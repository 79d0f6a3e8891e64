//! Event bus: subscription matching, fan-out, and the bounded event log.
//!
//! Subscribers register with a [`Matcher`] (exact kind, glob pattern on
//! the kind name, or arbitrary predicate) and a [`Handler`] (sync or
//! async). Emission never blocks on subscribers: sync handlers run with
//! panics caught and logged, async handlers are spawned and not awaited,
//! bounded by a fan-out semaphore. One subscriber's failure never
//! suppresses delivery to the others.

use std::collections::VecDeque;
use std::panic::{AssertUnwindSafe, catch_unwind};
use std::sync::atomic::{AtomicU64, Ordering};
use std::sync::{Arc, Mutex};

use dashmap::DashMap;
use futures_util::future::BoxFuture;
use regex::Regex;
use tokio::sync::Semaphore;

use crate::entity::EcsId;
use crate::error::{EventError, KhepriResult};

use super::context::EventContext;
use super::{Event, EventId, EventKind};

/// Subscription predicate.
pub enum Matcher {
    /// Exact kind match.
    Kind(EventKind),
    /// Glob pattern over the kind name (`student.*`).
    Pattern { raw: String, regex: Regex },
    /// Arbitrary predicate over event fields.
    Predicate(Box<dyn Fn(&Event) -> bool + Send + Sync>),
}

impl Matcher {
    /// Exact kind matcher.
    pub fn kind(kind: EventKind) -> Self {
        Self::Kind(kind)
    }

    /// Compile a glob pattern (`*` matches any run of characters; all
    /// other characters are literal) into an anchored regex.
    pub fn pattern(glob: &str) -> KhepriResult<Self> {
        let mut expr = String::with_capacity(glob.len() + 8);
        expr.push('^');
        for c in glob.chars() {
            if c == '*' {
                expr.push_str(".*");
            } else {
                expr.push_str(&regex::escape(&c.to_string()));
            }
        }
        expr.push('$');
        let regex = Regex::new(&expr).map_err(|e| EventError::BadPattern {
            pattern: glob.to_string(),
            message: e.to_string(),
        })?;
        Ok(Self::Pattern {
            raw: glob.to_string(),
            regex,
        })
    }

    /// Arbitrary predicate matcher.
    pub fn predicate(f: impl Fn(&Event) -> bool + Send + Sync + 'static) -> Self {
        Self::Predicate(Box::new(f))
    }

    /// Whether an event passes this matcher.
    pub fn matches(&self, event: &Event) -> bool {
        match self {
            Self::Kind(kind) => *kind == event.kind,
            Self::Pattern { regex, .. } => regex.is_match(&event.kind.to_string()),
            Self::Predicate(f) => f(event),
        }
    }
}

impl std::fmt::Debug for Matcher {
    fn fmt(&self, f: &mut std::fmt::Formatter<'_>) -> std::fmt::Result {
        match self {
            Self::Kind(kind) => write!(f, "Matcher::Kind({kind})"),
            Self::Pattern { raw, .. } => write!(f, "Matcher::Pattern({raw})"),
            Self::Predicate(_) => write!(f, "Matcher::Predicate(..)"),
        }
    }
}

/// Subscriber callback: synchronous or spawned-async.
pub enum Handler {
    /// Runs inline at emission; panics are caught and logged.
    Sync(Box<dyn Fn(&Event) + Send + Sync>),
    /// Spawned onto the runtime at emission; never awaited by the emitter.
    Async(Box<dyn Fn(Event) -> BoxFuture<'static, ()> + Send + Sync>),
}

impl Handler {
    /// Wrap a synchronous callback.
    pub fn sync(f: impl Fn(&Event) + Send + Sync + 'static) -> Self {
        Self::Sync(Box::new(f))
    }

    /// Wrap an async callback.
    pub fn asynchronous(
        f: impl Fn(Event) -> BoxFuture<'static, ()> + Send + Sync + 'static,
    ) -> Self {
        Self::Async(Box::new(f))
    }
}

/// Handle returned by `subscribe`, used to unsubscribe.
#[derive(Debug, Clone, Copy, PartialEq, Eq, Hash)]
pub struct SubscriptionHandle(u64);

struct Subscription {
    matcher: Matcher,
    handler: Handler,
}

/// Process-wide (but freely constructable) event delivery fabric.
pub struct EventBus {
    subscriptions: DashMap<u64, Subscription>,
    next_subscription: AtomicU64,
    /// Bounded retention window of emitted events, oldest first.
    log: Mutex<VecDeque<Event>>,
    log_capacity: usize,
    /// Bounds concurrently running async subscriber tasks.
    fanout: Arc<Semaphore>,
}

impl EventBus {
    /// Create a bus with the given log retention window and async fan-out
    /// concurrency bound.
    pub fn new(log_capacity: usize, fanout_concurrency: usize) -> Self {
        Self {
            subscriptions: DashMap::new(),
            next_subscription: AtomicU64::new(1),
            log: Mutex::new(VecDeque::with_capacity(log_capacity.min(1024))),
            log_capacity,
            fanout: Arc::new(Semaphore::new(fanout_concurrency.max(1))),
        }
    }

    /// Register a subscriber.
    pub fn subscribe(&self, matcher: Matcher, handler: Handler) -> SubscriptionHandle {
        let id = self.next_subscription.fetch_add(1, Ordering::Relaxed);
        self.subscriptions.insert(id, Subscription { matcher, handler });
        SubscriptionHandle(id)
    }

    /// Remove a subscriber. Returns whether it existed.
    pub fn unsubscribe(&self, handle: SubscriptionHandle) -> bool {
        self.subscriptions.remove(&handle.0).is_some()
    }

    /// Number of active subscriptions.
    pub fn subscription_count(&self) -> usize {
        self.subscriptions.len()
    }

    /// Emit an event exactly as given (linkage already applied).
    ///
    /// The event lands in the log first, then fans out. Sync subscribers
    /// run inline with panics contained; async subscribers are spawned on
    /// the ambient tokio runtime (or driven to completion inline when
    /// emission happens outside any runtime).
    pub fn emit(&self, event: Event) -> EventId {
        let id = event.id;
        {
            let mut log = self.log.lock().expect("event log lock poisoned");
            if log.len() == self.log_capacity {
                log.pop_front();
            }
            log.push_back(event.clone());
        }

        for entry in self.subscriptions.iter() {
            let sub = entry.value();
            if !sub.matcher.matches(&event) {
                continue;
            }
            match &sub.handler {
                Handler::Sync(f) => {
                    if catch_unwind(AssertUnwindSafe(|| f(&event))).is_err() {
                        tracing::warn!(
                            event = %id,
                            kind = %event.kind,
                            "sync subscriber panicked; delivery to others continues"
                        );
                    }
                }
                Handler::Async(f) => {
                    let fut = f(event.clone());
                    let fanout = Arc::clone(&self.fanout);
                    match tokio::runtime::Handle::try_current() {
                        Ok(handle) => {
                            handle.spawn(async move {
                                let _permit = fanout.acquire_owned().await;
                                fut.await;
                            });
                        }
                        Err(_) => {
                            // No runtime: drive inline so delivery is not lost.
                            futures_util::future::FutureExt::now_or_never(fut)
                                .unwrap_or_else(|| {
                                    tracing::warn!(
                                        event = %id,
                                        "async subscriber pending outside a runtime; dropped"
                                    );
                                });
                        }
                    }
                }
            }
        }

        id
    }

    /// Link against the context stack, then emit.
    pub fn emit_in(&self, ctx: &EventContext, mut event: Event) -> EventId {
        ctx.link(&mut event);
        self.emit(event)
    }

    // -----------------------------------------------------------------------
    // Log queries
    // -----------------------------------------------------------------------

    /// The most recent `n` events, oldest first.
    pub fn recent(&self, n: usize) -> Vec<Event> {
        let log = self.log.lock().expect("event log lock poisoned");
        log.iter().rev().take(n).rev().cloned().collect()
    }

    /// Events in the retention window whose subject is the given entity.
    pub fn events_for_subject(&self, subject_id: EcsId) -> Vec<Event> {
        let log = self.log.lock().expect("event log lock poisoned");
        log.iter()
            .filter(|e| e.subject_id == Some(subject_id))
            .cloned()
            .collect()
    }

    /// Number of events currently retained.
    pub fn log_len(&self) -> usize {
        self.log.lock().expect("event log lock poisoned").len()
    }
}

impl std::fmt::Debug for EventBus {
    fn fmt(&self, f: &mut std::fmt::Formatter<'_>) -> std::fmt::Result {
        f.debug_struct("EventBus")
            .field("subscriptions", &self.subscriptions.len())
            .field("log_len", &self.log_len())
            .field("log_capacity", &self.log_capacity)
            .finish()
    }
}

#[cfg(test)]
mod tests {
    use super::*;
    use std::sync::atomic::AtomicUsize;

    fn bus() -> EventBus {
        EventBus::new(8, 4)
    }

    #[test]
    fn exact_kind_subscription_receives_matching_events() {
        let bus = bus();
        let hits = Arc::new(AtomicUsize::new(0));
        let h = Arc::clone(&hits);
        bus.subscribe(
            Matcher::kind(EventKind::Created),
            Handler::sync(move |_| {
                h.fetch_add(1, Ordering::SeqCst);
            }),
        );

        bus.emit(Event::new(EventKind::Created, "S"));
        bus.emit(Event::new(EventKind::Modified, "S"));
        assert_eq!(hits.load(Ordering::SeqCst), 1);
    }

    #[test]
    fn glob_pattern_matches_custom_kinds() {
        let bus = bus();
        let hits = Arc::new(AtomicUsize::new(0));
        let h = Arc::clone(&hits);
        bus.subscribe(
            Matcher::pattern("student.*").unwrap(),
            Handler::sync(move |_| {
                h.fetch_add(1, Ordering::SeqCst);
            }),
        );

        bus.emit(Event::new(EventKind::Custom("student.enrolled".into()), "S"));
        bus.emit(Event::new(EventKind::Custom("student.graduated".into()), "S"));
        bus.emit(Event::new(EventKind::Custom("teacher.hired".into()), "T"));
        assert_eq!(hits.load(Ordering::SeqCst), 2);
    }

    #[test]
    fn glob_star_does_not_cross_literals() {
        let m = Matcher::pattern("a.*.z").unwrap();
        assert!(m.matches(&Event::new(EventKind::Custom("a.b.z".into()), "S")));
        assert!(!m.matches(&Event::new(EventKind::Custom("a.b.c".into()), "S")));
    }

    #[test]
    fn predicate_subscription_sees_event_fields() {
        let bus = bus();
        let hits = Arc::new(AtomicUsize::new(0));
        let h = Arc::clone(&hits);
        bus.subscribe(
            Matcher::predicate(|e| e.subject_kind == "Student"),
            Handler::sync(move |_| {
                h.fetch_add(1, Ordering::SeqCst);
            }),
        );

        bus.emit(Event::new(EventKind::Created, "Student"));
        bus.emit(Event::new(EventKind::Created, "Teacher"));
        assert_eq!(hits.load(Ordering::SeqCst), 1);
    }

    #[test]
    fn panicking_subscriber_does_not_suppress_others() {
        let bus = bus();
        bus.subscribe(
            Matcher::kind(EventKind::Created),
            Handler::sync(|_| panic!("subscriber bug")),
        );
        let hits = Arc::new(AtomicUsize::new(0));
        let h = Arc::clone(&hits);
        bus.subscribe(
            Matcher::kind(EventKind::Created),
            Handler::sync(move |_| {
                h.fetch_add(1, Ordering::SeqCst);
            }),
        );

        bus.emit(Event::new(EventKind::Created, "S"));
        assert_eq!(hits.load(Ordering::SeqCst), 1);
    }

    #[test]
    fn unsubscribe_stops_delivery() {
        let bus = bus();
        let hits = Arc::new(AtomicUsize::new(0));
        let h = Arc::clone(&hits);
        let handle = bus.subscribe(
            Matcher::kind(EventKind::Created),
            Handler::sync(move |_| {
                h.fetch_add(1, Ordering::SeqCst);
            }),
        );

        bus.emit(Event::new(EventKind::Created, "S"));
        assert!(bus.unsubscribe(handle));
        bus.emit(Event::new(EventKind::Created, "S"));
        assert_eq!(hits.load(Ordering::SeqCst), 1);
        assert!(!bus.unsubscribe(handle));
    }

    #[test]
    fn log_respects_retention_window() {
        let bus = EventBus::new(3, 4);
        for i in 0..5i64 {
            bus.emit(Event::new(EventKind::Created, "S").with_metadata("i", i));
        }
        let recent = bus.recent(10);
        assert_eq!(recent.len(), 3);
        assert_eq!(
            recent[0].metadata["i"],
            crate::event::MetadataValue::Int(2)
        );
    }

    #[test]
    fn events_for_subject_filters() {
        let bus = bus();
        let subject = EcsId::fresh();
        let lineage = crate::entity::LineageId::fresh();
        bus.emit(Event::new(EventKind::Created, "S").with_subject(subject, lineage));
        bus.emit(Event::new(EventKind::Created, "S"));
        assert_eq!(bus.events_for_subject(subject).len(), 1);
    }

    #[tokio::test]
    async fn async_subscribers_are_spawned_and_all_receive() {
        let bus = bus();
        let hits = Arc::new(AtomicUsize::new(0));
        for _ in 0..3 {
            let h = Arc::clone(&hits);
            bus.subscribe(
                Matcher::kind(EventKind::Processed),
                Handler::asynchronous(move |_event| {
                    let h = Arc::clone(&h);
                    Box::pin(async move {
                        tokio::task::yield_now().await;
                        h.fetch_add(1, Ordering::SeqCst);
                    })
                }),
            );
        }

        bus.emit(Event::new(EventKind::Processed, "Job"));
        // Fan-out is dispatched, not awaited: give the tasks a moment.
        tokio::time::sleep(std::time::Duration::from_millis(50)).await;
        assert_eq!(hits.load(Ordering::SeqCst), 3);
    }
}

══════════

[Exercise] Please give the number of lines in the listing above that contain the string "EventError", without anything else.

[Answer to this task] 2